The short answer is yes. In an observational study of Canadian construction workers, study participants exhibited an estimated increased risk of accident by almost 9% solely due to inadequate sleep (Powell, Copping et al. 2010). Work problems and psychological distress were found to be associated with sleep problems in construction professionals using structural equation modeling (Bowen, Govender et al. 2018). An analysis of 450 construction workers located in India showed a 15% increased risk of injury for laborers due to insufficient sleep (Sathvik and Krishnaraj). Even construction professionals who only worked days reported getting less than 6 hours of sleep per night and indicated that near-misses may be more likely to occur because of sleep deprivation (Gatti, Lin et al. 2014). These findings all jive with what we know about the contribution of fatigue due to sleep loss to overall worker safety. What I did find interesting, however, was how many articles I found that aimed to tease apart factors contributing to accidents, injury, substance use, or mental health in the construction industry that did not account for sleep-related fatigue-- (Sawacha, Naoum et al. 1999, Chen, McCabe et al. 2017, Alruqi and Hallowell 2019) to name a few. The contribution of fatigue to overall risk cannot be quantified if it is not measured. This constitutes a potential oversight on the part of analysts trying to visualize safety risks in construction.

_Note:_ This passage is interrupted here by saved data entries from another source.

use hail_core::config::AgentRole;

use crate::types::{AgentCapabilities, AgentCard, AgentSkill};

pub const CARD_VERSION: &str = "1.0.0";

pub struct AgentCardBuilder {
    name: String,
    description: String,
    url: String,
    version: String,
    capabilities: AgentCapabilities,
    skills: Vec<AgentSkill>,
    input_modes: Vec<String>,
    output_modes: Vec<String>,
}

impl AgentCardBuilder {
    #[must_use]
    pub fn new(
        name: impl Into<String>,
        url: impl Into<String>,
        version: impl Into<String>,
    ) -> Self {
        Self {
            name: name.into(),
            description: String::new(),
            url: url.into(),
            version: version.into(),
            capabilities: AgentCapabilities::default(),
            skills: Vec::new(),
            input_modes: Vec::new(),
            output_modes: Vec::new(),
        }
    }

    #[must_use]
    pub fn description(mut self, desc: impl Into<String>) -> Self {
        self.description = desc.into();
        self
    }

    #[must_use]
    pub fn streaming(mut self, enabled: bool) -> Self {
        self.capabilities.streaming = enabled;
        self
    }

    #[must_use]
    pub fn skill(mut self, skill: AgentSkill) -> Self {
        self.skills.push(skill);
        self
    }

    #[must_use]
    pub fn default_input_modes(mut self, modes: Vec<String>) -> Self {
        self.input_modes = modes;
        self
    }

    #[must_use]
    pub fn default_output_modes(mut self, modes: Vec<String>) -> Self {
        self.output_modes = modes;
        self
    }

    #[must_use]
    pub fn build(self) -> AgentCard {
        AgentCard {
            name: self.name,
            description: self.description,
            url: self.url,
            version: self.version,
            capabilities: self.capabilities,
            default_input_modes: self.input_modes,
            default_output_modes: self.output_modes,
            skills: self.skills,
        }
    }
}

fn strings(items: &[&str]) -> Vec<String> {
    items.iter().map(|s| (*s).to_owned()).collect()
}

fn greeter_skill() -> AgentSkill {
    AgentSkill {
        id: "greet_user".into(),
        name: "Greet User".into(),
        description: "Greets a person by name with a warm, friendly message.".into(),
        tags: strings(&["greeting", "hello", "welcome"]),
        examples: strings(&[
            "Please greet John",
            "Say hello to Maria",
            "Welcome our guest Alex",
        ]),
    }
}

fn caller_skill() -> AgentSkill {
    AgentSkill {
        id: "call_greeter".into(),
        name: "Call Greeter Agent".into(),
        description: "Asks the Greeter Agent for a greeting and reports its answer.".into(),
        tags: strings(&["greeting", "a2a", "communication"]),
        examples: strings(&[
            "Ask the greeter to say hello to John",
            "Get a greeting for Maria from the other agent",
            "Call the greeter agent to welcome Alex",
        ]),
    }
}

/// Card for an agent of `role` published at `url`.
#[must_use]
pub fn card_for(role: AgentRole, name: &str, url: &str) -> AgentCard {
    let (description, skill) = match role {
        AgentRole::Greeter => (
            "A friendly agent that greets people by name.",
            greeter_skill(),
        ),
        AgentRole::Caller => (
            "Demonstrates agent-to-agent communication by asking the Greeter Agent for greetings.",
            caller_skill(),
        ),
    };
    AgentCardBuilder::new(name, url, CARD_VERSION)
        .description(description)
        .streaming(true)
        .default_input_modes(strings(&["text", "text/plain"]))
        .default_output_modes(strings(&["text", "text/plain"]))
        .skill(skill)
        .build()
}

#[cfg(test)]
mod tests {
    use super::*;

    #[test]
    fn builder_defaults() {
        let card = AgentCardBuilder::new("bare", "http://localhost", "0.1.0").build();
        assert!(card.description.is_empty());
        assert!(!card.capabilities.streaming);
        assert!(card.skills.is_empty());
        assert!(card.default_input_modes.is_empty());
    }

    #[test]
    fn greeter_card_advertises_greet_skill() {
        let card = card_for(AgentRole::Greeter, "Greeter Agent", "http://localhost:8081");
        assert_eq!(card.name, "Greeter Agent");
        assert_eq!(card.url, "http://localhost:8081");
        assert_eq!(card.version, "1.0.0");
        assert!(card.capabilities.streaming);
        assert_eq!(card.default_input_modes, vec!["text", "text/plain"]);
        assert_eq!(card.skills.len(), 1);
        assert_eq!(card.skills[0].id, "greet_user");
        assert_eq!(card.skills[0].examples[1], "Say hello to Maria");
    }

    #[test]
    fn caller_card_advertises_a2a_skill() {
        let card = card_for(AgentRole::Caller, "Caller Agent", "http://localhost:8082");
        let skill = &card.skills[0];
        assert_eq!(skill.id, "call_greeter");
        assert_eq!(skill.name, "Call Greeter Agent");
        assert!(skill.tags.contains(&"a2a".to_owned()));
    }
}
use std::future::Future;
use std::pin::Pin;

use futures::{Stream, StreamExt};
use tokio::sync::mpsc;
use tokio_stream::wrappers::UnboundedReceiverStream;
use tracing::Instrument;

use super::{Content, ErrorKind, Task, TaskEvent, TaskFailure, TaskStatus};

pub type TaskStream = Pin<Box<dyn Stream<Item = TaskEvent> + Send>>;

/// Handle a task body uses to report progress.
#[derive(Debug, Clone)]
pub struct ProgressSink {
    tx: mpsc::UnboundedSender<TaskEvent>,
}

impl ProgressSink {
    pub fn progress(&self, message: impl Into<String>) {
        // receiver gone means the client disconnected
        let _ = self.tx.send(TaskEvent::Progress {
            message: message.into(),
        });
    }
}

/// Build a lazy task stream around `work`.
///
/// Nothing runs until the stream is first polled. Progress reported through
/// the sink is yielded in order, followed by exactly one terminal event
/// derived from the body's result: `Ok` completes, `Internal` failures become
/// `Error`, and every other failure kind completes with its message as text.
pub fn task_stream<F, Fut>(mut task: Task, work: F) -> TaskStream
where
    F: FnOnce(ProgressSink) -> Fut + Send + 'static,
    Fut: Future<Output = Result<Content, TaskFailure>> + Send + 'static,
{
    let (tx, rx) = mpsc::unbounded_channel();
    let span = tracing::info_span!("task", task_id = %task.id, session_id = %task.session_id);

    let producer = async move {
        task.status = TaskStatus::InProgress;
        tracing::debug!(query = %task.query, "task started");

        let sink = ProgressSink { tx: tx.clone() };
        let terminal = match work(sink).await {
            Ok(content) => {
                task.status = TaskStatus::Complete;
                TaskEvent::Complete { content }
            }
            Err(failure) if failure.kind == ErrorKind::Internal => {
                task.status = TaskStatus::Failed;
                tracing::error!(error = %failure.message, "task failed");
                TaskEvent::Error {
                    kind: failure.kind,
                    message: failure.message,
                }
            }
            Err(failure) => {
                task.status = TaskStatus::Complete;
                tracing::warn!(kind = %failure.kind, "task completed with diagnostic");
                TaskEvent::Complete {
                    content: Content::Text(failure.message),
                }
            }
        };
        let _ = tx.send(terminal);
        tracing::debug!(status = ?task.status, "task finished");
    }
    .instrument(span);

    // The producer contributes no items; it only drives the channel to completion.
    let driver =
        futures::stream::once(producer).filter_map(|()| std::future::ready(None::<TaskEvent>));
    let events = UnboundedReceiverStream::new(rx);

    Box::pin(futures::stream::select(events, driver))
}

/// Drain a stream and return its terminal event.
pub async fn final_event(mut stream: TaskStream) -> Option<TaskEvent> {
    let mut last = None;
    while let Some(event) = stream.next().await {
        if event.is_terminal() {
            last = Some(event);
        }
    }
    last
}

You are probably wondering at this point if biomathematical modelling of fatigue has been applied to construction work. After all, SAFTE-FAST features a shiftwork template that could easily be adapted to scheduling for construction workers. Tideway, the company delivering the Thames Tideway Tunnel ‘super sewer’ project in London, recently funded a workshop to investigate how biomathematical models are used within the tunnelling sector of construction (Pilkington-Cheney, Filtness et al. 2020). The researchers and tunnelling experts involved in the workshop agreed that biomathematical models have the potential to be effective for fatigue mitigation in the tunneling sector and construction in general, but stressed that a model must be adapted to be industry-specific. At the moment, there seems to be a communication gap between analysts who are trying to understand risk indicators in construction but leave fatigue off the list, and operational researchers who have neglected to view construction as a fatigue-sensitive industry. I’m looking forward to engaging more on this topic and bridging that communication gap in the future. It shouldn’t be hard. After all, construction workers are pretty good at building bridges.